Why Is It So Hard To Apologize?

9 Steps to Healing Hurt

I was talking to my friend Mike, and he said, “As soon as I say something hurtful to someone I love, I know it. I know it the moment the words leave my mouth.” Mike is a Christian so he followed this with, “It is the Holy Spirit convicting me.”

Then he asked, “This happens to you, too, right?”

I must have given him a look like, “I don’t know what you are talking about.”

Then he said, “If you don’t admit it, then you’re lying.”
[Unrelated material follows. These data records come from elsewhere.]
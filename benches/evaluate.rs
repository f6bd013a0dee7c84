use std::sync::Arc;
use std::time::Instant;

use chrono::Utc;
use criterion::{criterion_group, criterion_main, Criterion, Throughput};

use gatewarden::access::{AccessConfig, AccessEvaluator};
use gatewarden::clock::SystemClock;
use gatewarden::feed::ChangeEvent;
use gatewarden::hardware::{parse_frame, RecordingActuator};
use gatewarden::shutdown;
use gatewarden::storage::{CredentialStore, CredentialView, InMemoryCredentialStore};
use gatewarden::sync::{SyncConfig, SyncEngine};
use gatewarden::CredentialRecord;

const TAGS: usize = 4096;

fn tag(i: usize) -> String {
    format!("{i:012X}")
}

fn seeded_store() -> Arc<InMemoryCredentialStore> {
    let store = Arc::new(InMemoryCredentialStore::default());
    let now = Utc::now();
    for i in 0..TAGS {
        let record = CredentialRecord::new(tag(i), format!("resident-{i}"), "Main", now).with_active(i % 10 != 0);
        store.upsert(record).unwrap();
    }
    store
}

fn bench_evaluate(c: &mut Criterion) {
    let store = seeded_store();
    let evaluator = AccessEvaluator::new(
        CredentialView::new(store),
        Arc::new(RecordingActuator::new()),
        Arc::new(SystemClock),
        AccessConfig {
            key_len: Some(12),
            ..AccessConfig::default()
        },
    );

    let mut group = c.benchmark_group("access");
    group.throughput(Throughput::Elements(1));

    // Deny path: no actuation, pure cache lookup.
    group.bench_function("decide_unknown", |b| {
        let id = gatewarden::CredentialId::new("FFFFFFFFFFFF");
        b.iter(|| evaluator.decide(&id));
    });

    group.bench_function("frame_to_decision", |b| {
        let frames: Vec<String> = (0..TAGS).map(|i| format!("#{}0\r\n", tag(i))).collect();
        let mut i = 0;
        b.iter(|| {
            i = (i + 1) % frames.len();
            let id = parse_frame(&frames[i], 13).unwrap();
            evaluator.decide(&id)
        });
    });

    group.finish();
}

fn bench_sync_apply(c: &mut Criterion) {
    let mut group = c.benchmark_group("sync");
    group.throughput(Throughput::Elements(1));

    group.bench_function("apply_modified", |b| {
        b.iter_custom(|iters| {
            // Fresh state per sample so tombstones do not accumulate.
            let store = Arc::new(InMemoryCredentialStore::default());
            let (_trigger, signal) = shutdown::channel();
            let mut engine = SyncEngine::new(store, SyncConfig::default(), signal);
            let base = Utc::now();

            let start = Instant::now();
            for n in 0..iters {
                let at = base + chrono::Duration::milliseconds(i64::try_from(n).unwrap_or(i64::MAX));
                let record = CredentialRecord::new(tag(n as usize % TAGS), "resident", "Main", at);
                engine.apply(ChangeEvent::Modified(record)).unwrap();
            }
            start.elapsed()
        })
    });

    group.finish();
}

criterion_group!(evaluate, bench_evaluate, bench_sync_apply);
criterion_main!(evaluate);
//! Gateway orchestration.
//!
//! [`Gateway::start`] wires the components together and spawns the
//! long-lived threads:
//!
//! - `gatewarden-sync`: credential feed -> [`SyncEngine`] under a watchdog
//! - `gatewarden-commands`: command feed -> [`CommandProcessor`] under a
//!   watchdog (only when remote commands are enabled)
//! - `gatewarden-reader`: tag reader -> [`AccessEvaluator`]
//!
//! The reader thread only touches the local cache, so scans keep being
//! answered while both feeds are reconnecting.

use std::fmt;
use std::sync::{Arc, PoisonError, RwLock};
use std::thread::{self, JoinHandle};
use std::time::{Duration, Instant};

use tracing::{debug, error, info, warn};

use crate::access::{run_reader_loop, AccessEvaluator, AccessLogEntry, AuditSink};
use crate::clock::Clock;
use crate::command::CommandEnvelope;
use crate::config::GatewayConfig;
use crate::error::GatewayResult;
use crate::feed::{ChangeEvent, FeedClient, FeedKind, RemoteStore};
use crate::hardware::{Actuator, TagReader};
use crate::outbox::Outbox;
use crate::processor::{ack_outbox, CommandProcessor};
use crate::shutdown::{self, ShutdownSignal, ShutdownTrigger};
use crate::storage::{CommandLedger, CredentialStore, CredentialView};
use crate::sync::SyncEngine;
use crate::watchdog::{run_supervised, ConnectionHandle, FeedWatchdog};

/// Process health as seen by the service manager.
#[derive(Debug, Clone, PartialEq, Eq)]
pub enum Health {
    /// All components running or recovering on their own.
    Healthy,
    /// A component failed in a way only a restart can fix.
    Fatal(String),
}

impl Health {
    /// Returns true for `Fatal`.
    #[must_use]
    pub const fn is_fatal(&self) -> bool {
        matches!(self, Self::Fatal(_))
    }
}

/// Shared health cell. The first fatal report wins.
#[derive(Debug, Clone)]
pub struct HealthHandle {
    inner: Arc<RwLock<Health>>,
}

impl Default for HealthHandle {
    fn default() -> Self {
        Self {
            inner: Arc::new(RwLock::new(Health::Healthy)),
        }
    }
}

impl HealthHandle {
    /// Current health.
    #[must_use]
    pub fn get(&self) -> Health {
        self.inner.read().unwrap_or_else(PoisonError::into_inner).clone()
    }

    /// Returns true once a fatal failure was reported.
    #[must_use]
    pub fn is_fatal(&self) -> bool {
        self.get().is_fatal()
    }

    /// Records a fatal failure.
    pub fn mark_fatal(&self, reason: impl Into<String>) {
        let mut health = self.inner.write().unwrap_or_else(PoisonError::into_inner);
        if !health.is_fatal() {
            let reason = reason.into();
            error!(reason = %reason, "gateway health is fatal");
            *health = Health::Fatal(reason);
        }
    }
}

/// External collaborators the gateway runs against.
pub struct GatewayParts {
    /// Local credential cache.
    pub credentials: Arc<dyn CredentialStore>,
    /// Command dedup ledger.
    pub ledger: Arc<dyn CommandLedger>,
    /// Remote store.
    pub remote: Arc<dyn RemoteStore>,
    /// Relay actuator.
    pub actuator: Arc<dyn Actuator>,
    /// Tag reader; no reader thread runs without one.
    pub reader: Option<Box<dyn TagReader>>,
    /// Time source.
    pub clock: Arc<dyn Clock>,
}

impl fmt::Debug for GatewayParts {
    fn fmt(&self, f: &mut fmt::Formatter<'_>) -> fmt::Result {
        f.debug_struct("GatewayParts")
            .field("reader", &self.reader.is_some())
            .field("clock", &self.clock)
            .finish_non_exhaustive()
    }
}

/// Entry point.
#[derive(Debug)]
pub struct Gateway;

impl Gateway {
    /// Starts every component and returns a handle to the running gateway.
    ///
    /// # Errors
    /// `Config` if `config` fails validation.
    ///
    /// # Panics
    /// If a worker thread cannot be spawned.
    pub fn start(config: &GatewayConfig, parts: GatewayParts) -> GatewayResult<GatewayHandle> {
        let config = config.clone().validate()?;
        let (trigger, signal) = shutdown::channel();
        let health = HealthHandle::default();

        let audit = config.remote.audit.then(|| audit_outbox(&parts.remote, &config));
        let mut evaluator = AccessEvaluator::new(
            CredentialView::new(Arc::clone(&parts.credentials)),
            Arc::clone(&parts.actuator),
            Arc::clone(&parts.clock),
            config.access_config(),
        );
        if let Some(audit) = &audit {
            evaluator = evaluator.with_audit(Arc::clone(audit));
        }
        let evaluator = Arc::new(evaluator);

        let community = config.site.community.clone();
        let mut workers = Vec::new();

        let mut credentials_dog = FeedWatchdog::new(FeedKind::Credentials, config.feed, Arc::clone(&parts.clock));
        let credentials_connection = credentials_dog.connection();
        {
            let mut client: FeedClient<ChangeEvent> = FeedClient::new(Arc::clone(&parts.remote), community.clone());
            let mut engine = SyncEngine::new(Arc::clone(&parts.credentials), config.sync_config(), signal.clone());
            let signal = signal.clone();
            let health = health.clone();
            let join = thread::Builder::new()
                .name("gatewarden-sync".to_string())
                .spawn(move || {
                    if let Err(e) = run_supervised(&mut client, &mut credentials_dog, &mut engine, &signal) {
                        health.mark_fatal(format!("credential sync stopped: {e}"));
                    }
                })
                .expect("failed to spawn gatewarden sync thread");
            workers.push(("sync", join));
        }

        let mut commands_dog = FeedWatchdog::new(FeedKind::Commands, config.feed, Arc::clone(&parts.clock));
        let commands_connection = commands_dog.connection();
        if config.commands.enabled {
            let acks = ack_outbox(Arc::clone(&parts.remote), config.commands.acks);
            let mut processor = CommandProcessor::new(
                Arc::clone(&parts.ledger),
                Arc::clone(&parts.actuator),
                Arc::clone(&parts.clock),
                acks,
                config.processor_config(),
                signal.clone(),
            );
            if let Some(audit) = &audit {
                processor = processor.with_audit(Arc::clone(audit));
            }
            let mut client: FeedClient<CommandEnvelope> = FeedClient::new(Arc::clone(&parts.remote), community);
            let signal = signal.clone();
            let health = health.clone();
            let join = thread::Builder::new()
                .name("gatewarden-commands".to_string())
                .spawn(move || {
                    if let Err(e) = run_supervised(&mut client, &mut commands_dog, &mut processor, &signal) {
                        health.mark_fatal(format!("command processing stopped: {e}"));
                    }
                })
                .expect("failed to spawn gatewarden command thread");
            workers.push(("commands", join));
        } else {
            info!("remote commands disabled");
        }

        let reader = parts.reader.map(|mut reader| {
            let evaluator = Arc::clone(&evaluator);
            let signal = signal.clone();
            let health = health.clone();
            thread::Builder::new()
                .name("gatewarden-reader".to_string())
                .spawn(move || {
                    if let Err(e) = run_reader_loop(reader.as_mut(), &evaluator, &signal) {
                        health.mark_fatal(format!("tag reader stopped: {e}"));
                    }
                })
                .expect("failed to spawn gatewarden reader thread")
        });
        if reader.is_none() {
            warn!("no tag reader configured, only remote commands will open gates");
        }

        info!(
            community = ?config.site.community,
            addresses = config.site.addresses.len(),
            cached_credentials = parts.credentials.len().unwrap_or(0),
            commands = config.commands.enabled,
            "gateway started"
        );

        Ok(GatewayHandle {
            evaluator,
            credentials_connection,
            commands_connection,
            health,
            trigger,
            signal,
            workers,
            reader,
            reader_grace: config.feed.poll_interval,
        })
    }
}

fn audit_outbox(remote: &Arc<dyn RemoteStore>, config: &GatewayConfig) -> AuditSink {
    let remote = Arc::clone(remote);
    Arc::new(Outbox::spawn(
        "audit",
        config.remote.audit_outbox,
        Box::new(move |entry: &AccessLogEntry| remote.log_access(entry)),
    ))
}

/// A running gateway.
///
/// Dropping the handle shuts the gateway down and waits for it.
pub struct GatewayHandle {
    evaluator: Arc<AccessEvaluator>,
    credentials_connection: ConnectionHandle,
    commands_connection: ConnectionHandle,
    health: HealthHandle,
    trigger: ShutdownTrigger,
    signal: ShutdownSignal,
    workers: Vec<(&'static str, JoinHandle<()>)>,
    reader: Option<JoinHandle<()>>,
    reader_grace: Duration,
}

impl GatewayHandle {
    /// The evaluator answering scans.
    #[must_use]
    pub fn evaluator(&self) -> &AccessEvaluator {
        &self.evaluator
    }

    /// Credential feed connection state.
    #[must_use]
    pub fn credentials_connection(&self) -> ConnectionHandle {
        self.credentials_connection.clone()
    }

    /// Command feed connection state. Stays `Disconnected` when remote
    /// commands are disabled.
    #[must_use]
    pub fn commands_connection(&self) -> ConnectionHandle {
        self.commands_connection.clone()
    }

    /// Shared health cell.
    #[must_use]
    pub fn health(&self) -> HealthHandle {
        self.health.clone()
    }

    /// A trigger for signal handlers.
    #[must_use]
    pub fn shutdown_trigger(&self) -> ShutdownTrigger {
        self.trigger.clone()
    }

    /// Returns true once shutdown was requested.
    #[must_use]
    pub fn is_shutting_down(&self) -> bool {
        self.signal.is_triggered()
    }

    /// Requests shutdown of every thread.
    pub fn shutdown(&self) {
        info!("gateway shutdown requested");
        self.trigger.fire();
    }

    /// Waits for the feed threads to exit and returns the final health.
    ///
    /// Does not request shutdown itself. A reader blocked on its device is
    /// left behind after a short grace period.
    pub fn join(mut self) -> Health {
        self.join_workers();
        self.health.get()
    }

    fn join_workers(&mut self) {
        for (name, join) in self.workers.drain(..) {
            if join.join().is_err() {
                self.health.mark_fatal(format!("{name} thread panicked"));
            }
        }

        if let Some(reader) = self.reader.take() {
            let deadline = Instant::now() + self.reader_grace;
            while !reader.is_finished() && Instant::now() < deadline {
                thread::sleep(Duration::from_millis(10));
            }
            if reader.is_finished() {
                if reader.join().is_err() {
                    self.health.mark_fatal("reader thread panicked");
                }
            } else {
                debug!("tag reader still blocked, not waiting for it");
            }
        }
    }
}

impl Drop for GatewayHandle {
    fn drop(&mut self) {
        self.trigger.fire();
        self.join_workers();
    }
}

impl fmt::Debug for GatewayHandle {
    fn fmt(&self, f: &mut fmt::Formatter<'_>) -> fmt::Result {
        f.debug_struct("GatewayHandle")
            .field("credentials", &self.credentials_connection.status())
            .field("commands", &self.commands_connection.status())
            .field("health", &self.health.get())
            .finish_non_exhaustive()
    }
}

#[cfg(test)]
mod tests {
    use super::*;

    #[test]
    fn test_first_fatal_report_wins() {
        let health = HealthHandle::default();
        assert_eq!(health.get(), Health::Healthy);

        health.mark_fatal("store gone");
        health.mark_fatal("reader gone");
        assert_eq!(health.get(), Health::Fatal("store gone".to_string()));
        assert!(health.clone().is_fatal());
    }
}
//! Persistent storage backend.
//!
//! Durable, crash-safe storage for the credential cache and the command
//! ledger:
//! - write-ahead log shared by both stores
//! - snapshot compaction once the log grows past a limit
//! - CRC32 checksums for corruption detection
//! - an exclusive lock on the data directory
//!
//! # Layout
//!
//! ```text
//! <data dir>/
//!   gatewarden.lock   exclusive process lock
//!   state.snap        last compacted snapshot
//!   state.wal         mutations since the snapshot
//! ```

mod codec;
mod file_lock;
mod snapshot;
mod stores;
mod wal;

pub use file_lock::DirLock;
pub use snapshot::SnapshotData;
pub use stores::{CompactionResult, PersistentCommandLedger, PersistentCredentialStore, PersistentStores};
pub use wal::{WalEntry, WalEntryKind, WriteAheadLog};

use std::path::Path;

use serde::{Deserialize, Serialize};

use crate::error::ConfigError;
use crate::storage::traits::StoreError;

/// Configuration for persistent storage.
#[derive(Debug, Clone, PartialEq, Eq, Serialize, Deserialize)]
#[serde(default)]
pub struct PersistentConfig {
    /// WAL size in bytes that triggers compaction.
    pub max_wal_size: u64,
    /// Whether to fsync after every write.
    pub sync_on_write: bool,
}

impl Default for PersistentConfig {
    fn default() -> Self {
        Self {
            max_wal_size: 16 * 1024 * 1024,
            sync_on_write: true,
        }
    }
}

impl PersistentConfig {
    const MIN_WAL_SIZE: u64 = 4 * 1024; // below this compaction would run on nearly every write

    /// Checks the configuration.
    pub fn validate(self) -> Result<Self, ConfigError> {
        if self.max_wal_size < Self::MIN_WAL_SIZE {
            return Err(ConfigError::invalid(
                "store.max_wal_size",
                format!(
                    "must be at least {} bytes (got {})",
                    Self::MIN_WAL_SIZE,
                    self.max_wal_size
                ),
            ));
        }
        Ok(self)
    }
}

/// Opens or creates the gateway's persistent stores in `path`.
///
/// # Errors
/// - `StoreError::Backend` if the configuration is invalid
/// - any error from [`PersistentStores::open`]
///
/// # Example
/// ```no_run
/// use gatewarden::storage::persistent::open_database;
/// use gatewarden::storage::CredentialStore;
///
/// let stores = open_database("/var/lib/gatewarden", None)?;
/// println!("{} cached credentials", stores.credentials.len()?);
/// # Ok::<(), gatewarden::storage::StoreError>(())
/// ```
pub fn open_database(
    path: impl AsRef<Path>,
    config: Option<PersistentConfig>,
) -> Result<PersistentStores, StoreError> {
    let cfg = config
        .unwrap_or_default()
        .validate()
        .map_err(|e| StoreError::Backend(e.to_string()))?;
    PersistentStores::open(path.as_ref(), cfg)
}
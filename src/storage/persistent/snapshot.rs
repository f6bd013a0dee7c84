//! Compacted snapshot of the persisted state.
//!
//! A snapshot holds the full credential set and command ledger as of a
//! compaction. It is replaced atomically: written to a uniquely named
//! temporary file, fsynced, then renamed over the previous snapshot.

use std::collections::{BTreeMap, HashMap};
use std::fs::{self, File, OpenOptions};
use std::io::{BufReader, BufWriter, ErrorKind, Result as IoResult, Write};
use std::path::{Path, PathBuf};

use chrono::{DateTime, Utc};
use serde::{Deserialize, Serialize};
use tracing::debug;
use uuid::Uuid;

use crate::credential::{CredentialId, CredentialRecord};

use super::codec;

/// File name of the live snapshot inside the data directory.
pub const SNAPSHOT_FILE: &str = "state.snap";

/// Everything needed to rebuild the in-memory indexes.
#[derive(Debug, Clone, Default, Serialize, Deserialize)]
pub struct SnapshotData {
    /// When the snapshot was taken.
    pub created_at: Option<DateTime<Utc>>,
    /// Credential cache.
    pub credentials: BTreeMap<CredentialId, CredentialRecord>,
    /// Command ledger: command id to actuation time.
    pub ledger: HashMap<String, DateTime<Utc>>,
}

impl SnapshotData {
    /// Total number of stored entries.
    #[must_use]
    pub fn entry_count(&self) -> u64 {
        (self.credentials.len() + self.ledger.len()) as u64
    }
}

/// Path of the snapshot file in `dir`.
#[must_use]
pub fn snapshot_path(dir: &Path) -> PathBuf {
    dir.join(SNAPSHOT_FILE)
}

/// Loads the snapshot in `dir`, or empty data if none was ever written.
pub fn load(dir: &Path) -> IoResult<SnapshotData> {
    let path = snapshot_path(dir);
    let file = match File::open(&path) {
        Ok(file) => file,
        Err(e) if e.kind() == ErrorKind::NotFound => return Ok(SnapshotData::default()),
        Err(e) => return Err(e),
    };
    let mut reader = BufReader::new(file);
    let _version = codec::read_header(&mut reader)?;
    codec::decode(&mut reader)
}

/// Writes `data` as the new snapshot in `dir`.
///
/// The previous snapshot stays in place until the rename, so a crash at
/// any point leaves either the old or the new snapshot, never a mix.
pub fn write(dir: &Path, data: &SnapshotData) -> IoResult<PathBuf> {
    let final_path = snapshot_path(dir);
    let temp_path = dir.join(format!("{SNAPSHOT_FILE}.tmp.{}", Uuid::new_v4()));

    let result = write_temp(&temp_path, data).and_then(|()| fs::rename(&temp_path, &final_path));
    if let Err(e) = result {
        let _ = fs::remove_file(&temp_path);
        return Err(e);
    }

    sync_dir(dir);
    Ok(final_path)
}

fn write_temp(path: &Path, data: &SnapshotData) -> IoResult<()> {
    let file = OpenOptions::new()
        .write(true)
        .create_new(true)
        .open(path)?;
    let mut writer = BufWriter::new(file);
    codec::write_header(&mut writer)?;
    writer.write_all(&codec::encode(data)?)?;
    writer.flush()?;
    writer.get_ref().sync_all()
}

#[cfg(unix)]
fn sync_dir(dir: &Path) {
    // Persist the rename itself; failure only weakens durability of this
    // one compaction, the WAL still holds the data until truncation.
    if let Err(e) = File::open(dir).and_then(|d| d.sync_all()) {
        debug!(dir = %dir.display(), error = %e, "directory fsync failed");
    }
}

#[cfg(not(unix))]
fn sync_dir(_dir: &Path) {}

/// Removes temporary files left behind by a crash during [`write`].
pub fn remove_stale_temps(dir: &Path) -> IoResult<usize> {
    let prefix = format!("{SNAPSHOT_FILE}.tmp.");
    let mut removed = 0;
    for entry in fs::read_dir(dir)? {
        let path = entry?.path();
        let stale = path
            .file_name()
            .and_then(|n| n.to_str())
            .is_some_and(|n| n.starts_with(&prefix));
        if stale && fs::remove_file(&path).is_ok() {
            removed += 1;
        }
    }
    Ok(removed)
}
“Ok. It happens to me all the time.”

This started a discussion on what happens after we say something which hurts a loved one. Here’s what we came up with.

Step 1 – I said it.

I am not a mean-hearted person. I don’t say something to a loved one with the objective to shame them or hurt their feelings. But sometimes they just get to me. They do something, again, that is wrong or just plain annoying. So I attack with words said in a way which pretty much ends any possibility of further conversation.

Step 2 – I know I hurt them.

I may feel justified but I did hurt them. I can see it in the way they react. The change in their countenance is obvious. I see it in their face. We went from enjoying each other’s company to they can’t leave fast enough. I feel it, too. I hurt them.

Step 3 – I know I’m right.

I dig in my heels. I go into explanation mode. I want them to agree with me. I have to go on and on pushing for them to admit what I said was truthful. I want them to justify me and what I said. I want them to say I am right and they are wrong.

Step 4 – I still feel bad about it.

I don’t like hurting anyone, especially the people I love. So I feel bad about what I said. But now begins an internal dialogue of justifying my position. I say to myself, “I’m right. I know I’m right. I’m sure I’m right. In fact, I know I said what needed to be said because…”

Step 5 – God knows I’m right.

Since I still don’t feel right about it, but I know I’m right, I take it to God in prayer (or if you are not a Christian, to a trusted friend who will be completely honest with you). “You’re wrong,” he says.

Step 6 – I’m trapped.

I feel boxed in. I have nowhere to go. There is no escape. I’ve come to a crossroads. I have to admit it is my pride which has me working overtime on righting this wrong. Or if I am right and it was justified, I am faced with deciding if my righteousness is of higher value to me than the relationship.

Step 7 – I decide it is pride.

Now I am upset at myself. My inner conversation is, “Why do I keep saying things like this to my loved one? Why the accusatory tone? I seem to do this over and over again and get the same reaction. When will I ever learn? When will I grow up? I’m sick of this behavior. Why can’t I control my tongue?”

Step 8 – I ask God to forgive me.

Come on, God. You are a God of grace. You sent your son, Jesus Christ, to die for my sins. Past, present, and future. He forgives me. I’m back but not completely.

Step 9 – I swallow my pride.

I decide the only way to make this right, to get the relationship back on track, is to apologize for what I said. To ask the person to forgive me. I say something like, “I shouldn’t have said what I said or how I said it. I know I hurt you. I am sorry. Please forgive me.”

I need to do this without following the apology with the dreaded, destructive “But…” Anything after the “But…” starts this cycle all over again.